What is GDP ? Government spending+consumer spending+company spending on goods, services and some financial products perhaps ? Are these figures adjusted for inflation ? By how much will the increase of the price of oil and products inflate the GDP number ? How much of the increasing housing bubble has contributed to the increasing GDP (i.e how much of the the increasing GDP can be attibuted to the creation of money) ? I'm not an economist but as I understand it, GDP is a measure of economic activity, not a measure of the total value of goods. If the measure of GDP is correct however it should bear a relationship to the total value of goods but in some conditions this relationship could be broken ...

On the other side, of course, peak oil is related but not equivalent to peak energy. If there is still some real increase in the world's activity we would have to ponder a few things among :

- Some of the countries contributing to the increase in world GDP have the possibility to switch a significant part of their energy supply to coal, uranium and gas for the time beeing.
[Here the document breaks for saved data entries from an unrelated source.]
use indexmap::IndexMap;

use crate::cursor::ByteCursor;
use crate::error::{Error, Result};
use crate::toc::index::TocRecord;

#[derive(Debug, Clone, PartialEq, Eq)]
pub struct StringEntry {
    pub text: String,
    /// Value before the first edit.
    pub previous: Option<String>,
}

impl StringEntry {
    pub fn new(text: String) -> Self {
        Self { text, previous: None }
    }

    pub fn is_modified(&self) -> bool {
        self.previous.is_some()
    }

    /// Returns `true` if the visible text changed.
    pub fn set(&mut self, text: &str) -> bool {
        if self.text == text {
            return false;
        }
        match &self.previous {
            None => self.previous = Some(std::mem::replace(&mut self.text, text.to_string())),
            Some(prev) if prev == text => {
                self.text = text.to_string();
                self.previous = None;
            }
            Some(_) => self.text = text.to_string(),
        }
        true
    }

    pub fn revert(&mut self) -> bool {
        match self.previous.take() {
            Some(prev) => {
                self.text = prev;
                true
            }
            None => false,
        }
    }
}

/// Localized string table.
///
/// Layout: 8-byte signature, `count:u32`, `language:u32`, `count` ids,
/// `count` absolute offsets, then NUL-terminated UTF-8 strings.
#[derive(Debug, Clone, PartialEq)]
pub struct TextBank {
    pub record: TocRecord,
    pub signature: [u8; 8],
    pub language: u32,
    pub strings: IndexMap<u32, StringEntry>,
    original: Vec<u8>,
    /// Raised when strings are added by a merge.
    pub dirty: u32,
}

impl TextBank {
    pub fn from_bytes(record: TocRecord, data: &[u8]) -> Result<Self> {
        let mut cursor = ByteCursor::from_slice(data);
        let mut signature = [0u8; 8];
        signature.copy_from_slice(&cursor.read_bytes(8)?);
        let count = cursor.read_u32()?;
        let language = cursor.read_u32()?;
        cursor.ensure(u64::from(count) * 8)?;

        let mut ids = Vec::with_capacity(count as usize);
        for _ in 0..count {
            ids.push(cursor.read_u32()?);
        }
        let mut offsets = Vec::with_capacity(count as usize);
        for _ in 0..count {
            offsets.push(cursor.read_u32()?);
        }

        let mut strings = IndexMap::with_capacity(count as usize);
        for (id, offset) in ids.into_iter().zip(offsets) {
            let start = offset as usize;
            if start > data.len() {
                return Err(Error::UnexpectedEof {
                    offset: u64::from(offset),
                    need: 1,
                    have: 0,
                });
            }
            let end = data[start..]
                .iter()
                .position(|&b| b == 0)
                .map_or(data.len(), |n| start + n);
            let text = String::from_utf8_lossy(&data[start..end]).into_owned();
            strings.insert(id, StringEntry::new(text));
        }

        Ok(Self {
            record,
            signature,
            language,
            strings,
            original: data.to_vec(),
            dirty: 0,
        })
    }

    /// Unmodified banks are written back byte for byte.
    pub fn to_bytes(&self) -> Result<Vec<u8>> {
        if !self.is_modified() && !self.original.is_empty() {
            return Ok(self.original.clone());
        }
        let count = self.strings.len() as u32;
        let mut out = ByteCursor::new();
        out.write_bytes(&self.signature)?;
        out.write_u32(count)?;
        out.write_u32(self.language)?;
        for id in self.strings.keys() {
            out.write_u32(*id)?;
        }
        let mut offset = 16 + 8 * count;
        for entry in self.strings.values() {
            out.write_u32(offset)?;
            offset += entry.text.len() as u32 + 1;
        }
        for entry in self.strings.values() {
            out.write_bytes(entry.text.as_bytes())?;
            out.write_u8(0)?;
        }
        Ok(out.into_inner())
    }

    pub fn file_id(&self) -> u64 {
        self.record.file_id
    }

    pub fn is_modified(&self) -> bool {
        self.dirty > 0 || self.strings.values().any(StringEntry::is_modified)
    }

    /// Adds strings this bank lacks. Returns how many were added.
    pub fn merge_missing(&mut self, other: &TextBank) -> usize {
        let mut added = 0;
        for (id, entry) in &other.strings {
            if !self.strings.contains_key(id) {
                self.strings.insert(*id, StringEntry::new(entry.text.clone()));
                added += 1;
            }
        }
        if added > 0 {
            self.dirty += 1;
        }
        added
    }

    pub fn revert_all(&mut self) {
        for entry in self.strings.values_mut() {
            entry.revert();
        }
    }
}
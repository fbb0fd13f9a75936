pub mod header;
pub mod index;
pub mod payload;
pub mod text;

use std::fs;
use std::path::{Path, PathBuf};

use binrw::{BinReaderExt, BinWriterExt};
use log::{debug, info, warn};

use crate::bank::Bank;
use crate::cursor::{align_up, ByteCursor};
use crate::error::{Error, Result};
use crate::store::AssetStore;

use header::{TocHeader, TypeGroupHeader};
use index::{AssetKind, TocRecord};
use payload::{Dependency, StreamRecord, VideoSource};
use text::TextBank;

/// Extension of the side file holding stream payloads.
pub const STREAM_EXTENSION: &str = "stream";

fn slice<'a>(data: &'a [u8], offset: u64, size: u64) -> Result<&'a [u8]> {
    let end = offset.checked_add(size).unwrap_or(u64::MAX);
    if end > data.len() as u64 {
        return Err(Error::UnexpectedEof {
            offset,
            need: size,
            have: (data.len() as u64).saturating_sub(offset),
        });
    }
    Ok(&data[offset as usize..end as usize])
}

/// Decodes a TOC file and its stream file into an arena, then links
/// dependency paths and resolves audio.
pub fn decode(toc: &[u8], stream: &[u8]) -> Result<AssetStore> {
    let mut cursor = ByteCursor::from_slice(toc);
    cursor.ensure(TocHeader::SIZE)?;
    let header = TocHeader::read(&mut cursor)?;
    if !header.is_valid() {
        return Err(Error::InvalidMagic {
            expected: TocHeader::MAGIC,
            found: header.magic,
        });
    }

    cursor.ensure(u64::from(header.num_types) * TypeGroupHeader::SIZE)?;
    let mut grouped = 0u64;
    for _ in 0..header.num_types {
        let group: TypeGroupHeader = cursor.read_le()?;
        debug!("Type group {:#018x}: {} records", group.type_id, group.count);
        grouped += group.count;
    }
    if grouped != u64::from(header.num_files) {
        warn!(
            "Type groups announce {grouped} records, header says {}",
            header.num_files
        );
    }

    cursor.ensure(u64::from(header.num_files) * TocRecord::SIZE)?;
    let mut records = Vec::with_capacity(header.num_files as usize);
    for _ in 0..header.num_files {
        let record: TocRecord = cursor.read_le()?;
        records.push(record);
    }

    let mut store = AssetStore {
        header_unknown: header.unknown,
        header_reserved: header.reserved,
        ..AssetStore::default()
    };

    for record in records {
        let kind = record
            .kind()
            .ok_or(Error::UnknownType(record.type_id))?;
        let data = slice(toc, record.toc_data_offset, u64::from(record.toc_data_size))?;
        let file_id = record.file_id;
        match kind {
            AssetKind::Stream => {
                let payload = slice(
                    stream,
                    record.stream_file_offset,
                    u64::from(record.stream_size),
                )?;
                let entry = StreamRecord::new(record, data.to_vec(), payload.to_vec());
                store.streams.insert(file_id, entry);
            }
            AssetKind::Bank => {
                let (bank, entries) = Bank::from_bytes(record, data)?;
                for entry in entries {
                    store.insert_entry(entry);
                }
                store.banks.insert(file_id, bank);
            }
            AssetKind::Dependency => {
                store
                    .dependencies
                    .insert(file_id, Dependency::from_bytes(record, data)?);
            }
            AssetKind::TextBank => {
                store
                    .text_banks
                    .insert(file_id, TextBank::from_bytes(record, data)?);
            }
            AssetKind::Video => {
                let payload = slice(
                    stream,
                    record.stream_file_offset,
                    u64::from(record.stream_size),
                )?;
                let video = VideoSource {
                    record,
                    header: data.to_vec(),
                    data: payload.to_vec(),
                    replacement: None,
                };
                store.videos.insert(file_id, video);
            }
        }
    }

    store.attach_dependencies();
    store.resolve_audio();
    Ok(store)
}

struct Emit {
    record: TocRecord,
    toc: Vec<u8>,
    stream: Option<Vec<u8>>,
}

/// Serializes an arena into `(toc, stream)` bytes. Output depends only on the
/// arena contents and their insertion order.
pub fn encode(store: &AssetStore) -> Result<(Vec<u8>, Vec<u8>)> {
    let mut groups: Vec<(AssetKind, Vec<Emit>)> = Vec::new();
    for kind in AssetKind::WRITE_ORDER {
        let mut emits = Vec::new();
        match kind {
            AssetKind::Stream => {
                for stream in store.streams.values() {
                    emits.push(Emit {
                        record: stream.record.clone(),
                        toc: stream.header.clone(),
                        stream: Some(store.stream_payload(stream).to_vec()),
                    });
                }
            }
            AssetKind::Bank => {
                for bank in store.banks.values() {
                    emits.push(Emit {
                        record: bank.record.clone(),
                        toc: bank.to_bytes(store)?,
                        stream: None,
                    });
                }
            }
            AssetKind::Dependency => {
                for dependency in store.dependencies.values() {
                    emits.push(Emit {
                        record: dependency.record.clone(),
                        toc: dependency.to_bytes()?,
                        stream: None,
                    });
                }
            }
            AssetKind::TextBank => {
                for bank in store.text_banks.values() {
                    emits.push(Emit {
                        record: bank.record.clone(),
                        toc: bank.to_bytes()?,
                        stream: None,
                    });
                }
            }
            AssetKind::Video => {
                for video in store.videos.values() {
                    emits.push(Emit {
                        record: video.record.clone(),
                        toc: video.header.clone(),
                        stream: Some(video.payload().to_vec()),
                    });
                }
            }
        }
        if !emits.is_empty() {
            groups.push((kind, emits));
        }
    }

    let num_files: usize = groups.iter().map(|(_, emits)| emits.len()).sum();
    let header = TocHeader {
        magic: TocHeader::MAGIC,
        num_types: groups.len() as u32,
        num_files: num_files as u32,
        unknown: store.header_unknown,
        reserved: store.header_reserved,
    };

    let table_end = TocHeader::SIZE
        + groups.len() as u64 * TypeGroupHeader::SIZE
        + num_files as u64 * TocRecord::SIZE;
    let mut data = ByteCursor::new();
    data.write_bytes(&vec![0u8; align_up(table_end, 16) as usize])?;
    let mut stream = ByteCursor::new();
    let mut records = Vec::with_capacity(num_files);

    for (_, emits) in &groups {
        for (index, emit) in emits.iter().enumerate() {
            let mut record = emit.record.clone();
            record.entry_index = index as u32;
            record.toc_data_offset = data.position();
            record.toc_data_size = emit.toc.len() as u32;
            data.write_bytes(&emit.toc)?;
            data.pad_to(16)?;
            match &emit.stream {
                Some(payload) => {
                    record.stream_file_offset = stream.position();
                    record.stream_size = payload.len() as u32;
                    stream.write_bytes(payload)?;
                    stream.pad_to(16)?;
                }
                None => {
                    record.stream_file_offset = 0;
                    record.stream_size = 0;
                }
            }
            records.push(record);
        }
    }

    data.set_position(0);
    header.write(&mut data)?;
    for (kind, emits) in &groups {
        data.write_le(&TypeGroupHeader::new(kind.type_id(), emits.len() as u64))?;
    }
    for record in &records {
        data.write_le(record)?;
    }

    Ok((data.into_inner(), stream.into_inner()))
}

/// One decoded TOC file.
#[derive(Debug, Clone)]
pub struct Archive {
    pub name: String,
    pub path: Option<PathBuf>,
    pub store: AssetStore,
}

impl Archive {
    pub fn new(name: impl Into<String>, store: AssetStore) -> Self {
        Self {
            name: name.into(),
            path: None,
            store,
        }
    }

    pub fn from_bytes(name: impl Into<String>, toc: &[u8], stream: &[u8]) -> Result<Self> {
        Ok(Self::new(name, decode(toc, stream)?))
    }

    /// Reads `<path>` and, when present, `<path>.stream`.
    pub fn open<P: AsRef<Path>>(path: P) -> Result<Self> {
        let path = path.as_ref();
        let toc = fs::read(path)?;
        let stream_path = stream_path(path);
        let stream = if stream_path.is_file() {
            fs::read(&stream_path)?
        } else {
            Vec::new()
        };
        let name = path
            .file_name()
            .map(|n| n.to_string_lossy().into_owned())
            .unwrap_or_default();
        let mut archive = Self::from_bytes(name, &toc, &stream)?;
        archive.path = Some(path.to_path_buf());
        info!(
            "Loaded {} ({} records, {} entries, {} audio sources)",
            archive.name,
            archive.store.record_count(),
            archive.store.hierarchy.len(),
            archive.store.audio.len()
        );
        Ok(archive)
    }

    pub fn to_bytes(&self) -> Result<(Vec<u8>, Vec<u8>)> {
        encode(&self.store)
    }

    /// Writes `<folder>/<name>` and `<folder>/<name>.stream` (only when the
    /// stream payload is non-empty). Returns the TOC path.
    pub fn write_to_folder<P: AsRef<Path>>(&self, folder: P) -> Result<PathBuf> {
        write_store(&self.store, &self.name, folder.as_ref())
    }
}

pub(crate) fn write_store(store: &AssetStore, name: &str, folder: &Path) -> Result<PathBuf> {
    let (toc, stream) = encode(store)?;
    fs::create_dir_all(folder)?;
    let path = folder.join(name);
    fs::write(&path, &toc)?;
    if !stream.is_empty() {
        fs::write(stream_path(&path), &stream)?;
    }
    info!(
        "Wrote {} ({} bytes, stream {} bytes)",
        path.display(),
        toc.len(),
        stream.len()
    );
    Ok(path)
}

pub fn stream_path(path: &Path) -> PathBuf {
    let mut name = path.as_os_str().to_os_string();
    name.push(".");
    name.push(STREAM_EXTENSION);
    PathBuf::from(name)
}
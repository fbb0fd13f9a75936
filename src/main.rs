use toc_modder::context::parse_id;
use toc_modder::toc::index::AssetKind;
use toc_modder::toc::stream_path;
use toc_modder::{Archive, SessionContext, WorkingSet};
use std::fs;
use std::path::{Path, PathBuf};
use walkdir::WalkDir;
use anyhow::{Result, Context, anyhow};
use log::{info, error, warn};
use rayon::prelude::*;

fn print_usage() {
    println!("\nUsage: toc-modder <command> [args]");
    println!("\nCommands:");
    println!("  info            Summarize the contents of an archive");
    println!("  roundtrip       Decode and re-encode an archive into a folder");
    println!("  combine         Load archives, import patches and write one combined patch");
    println!("  extract-audio   Write the payload of one audio source to a file");
    println!("  replace-audio   Replace one audio source and write a patch");
    println!("  scan            Decode every archive below a folder and report failures");
    println!("\nRun 'toc-modder <command> --help' for specific usage info.");
    println!("\nEnvironment:");
    println!("  {}   language id of the text banks to show (decimal or 0x hex)", SessionContext::LANGUAGE_VAR);
    println!("  {}      set to 1 for debug logging", SessionContext::DEBUG_VAR);
}

fn wants_help(args: &[String]) -> bool {
    args.iter().any(|a| a == "--help" || a == "-h")
}

fn usage_error(usage: &str, cmd: &str) -> anyhow::Error {
    anyhow!("Usage: toc-modder {usage}\nTry 'toc-modder {cmd} --help' for more information.")
}

fn main() -> Result<()> {
    let args: Vec<String> = std::env::args().collect();
    let ctx = SessionContext::from_env();
    let default_filter = if ctx.debug { "debug" } else { "info" };
    env_logger::init_from_env(env_logger::Env::default().default_filter_or(default_filter));

    let Some(cmd) = args.get(1).map(|s| s.as_str()) else {
        print_usage();
        return Ok(());
    };

    match cmd {
        "info" => {
            if wants_help(&args) {
                println!("Usage: toc-modder info <archive>");
                println!("\nPrints the banks, streams, text banks and videos of an archive.");
                println!("\nExample:");
                println!("  toc-modder info ./data/2e24ba9dd702da5c");
                return Ok(());
            }
            if args.len() < 3 {
                return Err(usage_error("info <archive>", cmd));
            }
            run_info(Path::new(&args[2]), &ctx)?;
        }
        "roundtrip" => {
            if wants_help(&args) {
                println!("Usage: toc-modder roundtrip <archive> <out_dir>");
                println!("\nDecodes the archive, writes it back into <out_dir> and reports whether the bytes match.");
                println!("\nExample:");
                println!("  toc-modder roundtrip ./data/2e24ba9dd702da5c ./out");
                return Ok(());
            }
            if args.len() < 4 {
                return Err(usage_error("roundtrip <archive> <out_dir>", cmd));
            }
            run_roundtrip(Path::new(&args[2]), Path::new(&args[3]))?;
        }
        "combine" => {
            if wants_help(&args) {
                println!("Usage: toc-modder combine <out_dir> <archive>... --patch <patch>...");
                println!("\nLoads the archives, imports every patch in order and writes a single combined patch.");
                println!("\nExample:");
                println!("  toc-modder combine ./out ./data/2e24ba9dd702da5c --patch ./mods/a.patch_0 ./mods/b.patch_0");
                return Ok(());
            }
            let usage = "combine <out_dir> <archive>... --patch <patch>...";
            if args.len() < 5 {
                return Err(usage_error(usage, cmd));
            }
            let rest = &args[3..];
            let split = rest
                .iter()
                .position(|a| a == "--patch")
                .ok_or_else(|| usage_error(usage, cmd))?;
            let archives: Vec<PathBuf> = rest[..split].iter().map(PathBuf::from).collect();
            let patches: Vec<PathBuf> = rest[split + 1..].iter().map(PathBuf::from).collect();
            if archives.is_empty() || patches.is_empty() {
                return Err(usage_error(usage, cmd));
            }
            run_combine(Path::new(&args[2]), &archives, &patches)?;
        }
        "extract-audio" => {
            if wants_help(&args) {
                println!("Usage: toc-modder extract-audio <archive> <source_id> <out_file>");
                println!("\nWrites the raw payload of an audio source (embedded, prefetch or streamed).");
                println!("\nExample:");
                println!("  toc-modder extract-audio ./data/2e24ba9dd702da5c 123456789 ./voice.wem");
                return Ok(());
            }
            if args.len() < 5 {
                return Err(usage_error("extract-audio <archive> <source_id> <out_file>", cmd));
            }
            let id = parse_id(&args[3]).ok_or_else(|| anyhow!("Invalid source id: {}", args[3]))?;
            run_extract_audio(Path::new(&args[2]), id, Path::new(&args[4]))?;
        }
        "replace-audio" => {
            if wants_help(&args) {
                println!("Usage: toc-modder replace-audio <archive> <source_id> <payload> <out_dir>");
                println!("\nReplaces an audio source with the given payload and writes a patch into <out_dir>.");
                println!("Music track clip durations are updated from the payload header.");
                println!("\nExample:");
                println!("  toc-modder replace-audio ./data/2e24ba9dd702da5c 123456789 ./new.wem ./out");
                return Ok(());
            }
            if args.len() < 6 {
                return Err(usage_error("replace-audio <archive> <source_id> <payload> <out_dir>", cmd));
            }
            let id = parse_id(&args[3]).ok_or_else(|| anyhow!("Invalid source id: {}", args[3]))?;
            run_replace_audio(Path::new(&args[2]), id, Path::new(&args[4]), Path::new(&args[5]))?;
        }
        "scan" => {
            if wants_help(&args) {
                println!("Usage: toc-modder scan <folder>");
                println!("\nDecodes every archive found below <folder> in parallel and prints a summary.");
                println!("\nExample:");
                println!("  toc-modder scan ./data");
                return Ok(());
            }
            if args.len() < 3 {
                return Err(usage_error("scan <folder>", cmd));
            }
            run_scan(Path::new(&args[2]))?;
        }
        "--help" | "-h" | "help" => print_usage(),
        other => {
            print_usage();
            return Err(anyhow!("Unknown command: {other}"));
        }
    }

    Ok(())
}

fn run_info(path: &Path, ctx: &SessionContext) -> Result<()> {
    let archive = Archive::open(path)
        .with_context(|| format!("Failed to decode {}", path.display()))?;
    let store = &archive.store;

    println!("Archive: {}", archive.name);
    println!("  streams:      {}", store.streams.len());
    println!("  banks:        {}", store.banks.len());
    println!("  dependencies: {}", store.dependencies.len());
    println!("  text banks:   {}", store.text_banks.len());
    println!("  videos:       {}", store.videos.len());
    println!("  entries:      {}", store.hierarchy.len());
    println!("  audio:        {}", store.audio.len());

    for bank in store.banks.values() {
        println!(
            "\nBank {:#018x} (id {}, revision {}, {} entries, {} embedded media)",
            bank.file_id(),
            bank.bank_id,
            bank.version.raw(),
            bank.hierarchy.len(),
            bank.media.len()
        );
        if let Some(path) = &bank.dependency_path {
            println!("  path: {path}");
        }
    }
    for bank in store.text_banks.values().filter(|b| ctx.exposes(b.language)) {
        println!(
            "\nText bank {:#018x} (language {:#x}, {} strings)",
            bank.file_id(),
            bank.language,
            bank.strings.len()
        );
    }
    for video in store.videos.values() {
        let (offset, size) = video.stream_span();
        println!("\nVideo {:#018x} ({} bytes at {:#x})", video.file_id(), size, offset);
    }
    Ok(())
}

fn run_roundtrip(path: &Path, out_dir: &Path) -> Result<()> {
    let archive = Archive::open(path)
        .with_context(|| format!("Failed to decode {}", path.display()))?;
    let written = archive.write_to_folder(out_dir)?;

    let original = fs::read(path)?;
    let rewritten = fs::read(&written)?;
    if original == rewritten {
        info!("TOC bytes identical ({} bytes)", original.len());
    } else {
        warn!("TOC bytes differ: {} -> {} bytes", original.len(), rewritten.len());
    }

    let original_stream = fs::read(stream_path(path)).unwrap_or_default();
    let rewritten_stream = fs::read(stream_path(&written)).unwrap_or_default();
    if original_stream != rewritten_stream {
        warn!(
            "Stream bytes differ: {} -> {} bytes",
            original_stream.len(),
            rewritten_stream.len()
        );
    }
    Ok(())
}

fn run_combine(out_dir: &Path, archives: &[PathBuf], patches: &[PathBuf]) -> Result<()> {
    let mut set = WorkingSet::new("combined");
    set.load_archives(archives).context("Failed to load archives")?;
    for patch in patches {
        let report = set
            .import_patch(patch)
            .with_context(|| format!("Failed to import {}", patch.display()))?;
        info!(
            "{}: {} changes, {} unresolved",
            patch.display(),
            report.applied(),
            report.unresolved.len()
        );
    }
    let written = set.write_patch(out_dir)?;
    info!("Combined patch written to {}", written.display());
    Ok(())
}

fn run_extract_audio(path: &Path, id: u32, out_file: &Path) -> Result<()> {
    let mut set = WorkingSet::new("extract");
    set.load_archive(path)
        .with_context(|| format!("Failed to decode {}", path.display()))?;
    let data = set.audio_data(id)?;
    fs::write(out_file, data)?;
    info!("Wrote {} bytes of source {id} to {}", data.len(), out_file.display());
    Ok(())
}

fn run_replace_audio(path: &Path, id: u32, payload: &Path, out_dir: &Path) -> Result<()> {
    let mut set = WorkingSet::new("replace");
    set.load_archive(path)
        .with_context(|| format!("Failed to decode {}", path.display()))?;
    let data = fs::read(payload)
        .with_context(|| format!("Failed to read {}", payload.display()))?;
    if !set.replace_audio(id, data)? {
        warn!("Source {id} already has this payload; nothing to patch");
        return Ok(());
    }
    let written = set.write_patch(out_dir)?;
    info!("Patch written to {}", written.display());
    Ok(())
}

fn is_archive_candidate(path: &Path) -> bool {
    let Some(name) = path.file_name().map(|n| n.to_string_lossy()) else {
        return false;
    };
    if name.ends_with(".stream") || name.ends_with(".gpu_resources") {
        return false;
    }
    let mut magic = [0u8; 4];
    match fs::File::open(path).and_then(|mut f| std::io::Read::read_exact(&mut f, &mut magic)) {
        Ok(()) => u32::from_le_bytes(magic) == toc_modder::toc::header::TocHeader::MAGIC,
        Err(_) => false,
    }
}

fn run_scan(folder: &Path) -> Result<()> {
    info!("Searching for archives in: {:?}", folder);
    let candidates: Vec<PathBuf> = WalkDir::new(folder)
        .into_iter()
        .filter_map(|e| e.ok())
        .filter(|e| e.file_type().is_file())
        .map(|e| e.into_path())
        .filter(|p| is_archive_candidate(p))
        .collect();

    if candidates.is_empty() {
        warn!("No archives found.");
        return Ok(());
    }
    info!("Found {} archives.", candidates.len());

    let results: Vec<(PathBuf, Result<[usize; 6]>)> = candidates
        .par_iter()
        .map(|path| {
            let summary = Archive::open(path).map_err(anyhow::Error::from).map(|archive| {
                let store = &archive.store;
                [
                    store.streams.len(),
                    store.banks.len(),
                    store.text_banks.len(),
                    store.videos.len(),
                    store.hierarchy.len(),
                    store.audio.len(),
                ]
            });
            (path.clone(), summary)
        })
        .collect();

    let mut totals = [0usize; 6];
    let mut failed = 0;
    for (path, result) in results {
        match result {
            Ok(counts) => {
                for (total, n) in totals.iter_mut().zip(counts) {
                    *total += n;
                }
            }
            Err(e) => {
                error!("{}: {e}", path.display());
                failed += 1;
            }
        }
    }

    let kinds = [
        AssetKind::Stream,
        AssetKind::Bank,
        AssetKind::TextBank,
        AssetKind::Video,
    ];
    for (kind, total) in kinds.iter().zip(totals) {
        println!("{kind:?}: {total}");
    }
    println!("Hierarchy entries: {}", totals[4]);
    println!("Audio sources: {}", totals[5]);
    println!("Archives decoded: {}, failed: {failed}", candidates.len() - failed);
    Ok(())
}
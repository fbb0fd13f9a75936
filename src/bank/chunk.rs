use crate::cursor::ByteCursor;
use crate::error::{Error, Result};

pub type Tag = [u8; 4];

pub const BKHD: Tag = *b"BKHD";
pub const DIDX: Tag = *b"DIDX";
pub const DATA: Tag = *b"DATA";
pub const HIRC: Tag = *b"HIRC";

pub fn tag_name(tag: &Tag) -> String {
    String::from_utf8_lossy(tag).into_owned()
}

/// Splits a soundbank body into its `{tag, len:u32, data}` chunks, in file
/// order. BKHD, DIDX, DATA and HIRC may appear once; other tags may repeat.
pub fn parse_chunks(payload: &[u8]) -> Result<Vec<(Tag, Vec<u8>)>> {
    let mut cursor = ByteCursor::from_slice(payload);
    let mut chunks: Vec<(Tag, Vec<u8>)> = Vec::new();
    while !cursor.is_exhausted() {
        let tag = cursor.read_tag()?;
        let len = cursor.read_u32()?;
        let data = cursor.read_bytes(u64::from(len))?;
        if is_interpreted(&tag) && chunks.iter().any(|(seen, _)| *seen == tag) {
            return Err(Error::malformed(
                "soundbank",
                format!("duplicate {} chunk", tag_name(&tag)),
            ));
        }
        chunks.push((tag, data));
    }
    Ok(chunks)
}

pub fn is_interpreted(tag: &Tag) -> bool {
    [BKHD, DIDX, DATA, HIRC].contains(tag)
}

/// Removes and returns the first chunk tagged `tag`.
pub fn take_chunk(chunks: &mut Vec<(Tag, Vec<u8>)>, tag: &Tag) -> Option<Vec<u8>> {
    let index = chunks.iter().position(|(t, _)| t == tag)?;
    Some(chunks.remove(index).1)
}

pub fn write_chunk(out: &mut ByteCursor, tag: &Tag, data: &[u8]) -> Result<()> {
    out.write_bytes(tag)?;
    out.write_u32(data.len() as u32)?;
    out.write_bytes(data)
}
This will still enable for some months or years to increase the energy input. For how long ?
- A thousand dollar question would be : is there a black market for oil ?
- How are the numbers for oil production obtained in the first place ? Is there an international agency which verifies the numbers declared by each country ? Are there any sanctions taken in case a country understates or overstates its production ?

"What is GDP ? Government spending+consumer spending+company spending on goods, services and some financial products perhaps ? Are these figures adjusted for inflation ? By how much will the increase of the price of oil and products inflate the GDP number ? How much of the increasing housing bubble has contributed to the increasing GDP (i.e how much of the the increasing GDP can be attibuted to the creation of money) ? I'm not an economist but as I understand it, GDP is a measure of economic activity, not a measure of the total value of goods. If the measure of GDP is correct however it should bear a relationship to the total value of goods but in some conditions this relationship could be broken ..."

GDP is the value of all goods produced or imported during the year. Of course, that value is measured by market price, so if some good doubles on price during the year a factory producing it contributes twice what it did at the previous year while producing the same.

The GDP is corrected by inflation, what reduces the problem of using market prices. But any correction is useless when your inflation statistics are fake. Even with real statistics, that still pose some problems.

Also, the GDP measures only what was produced, and during a single year. It doesn't measure depreciation, for example, what leads to the broken window falacy. It also can only price what is comercialized.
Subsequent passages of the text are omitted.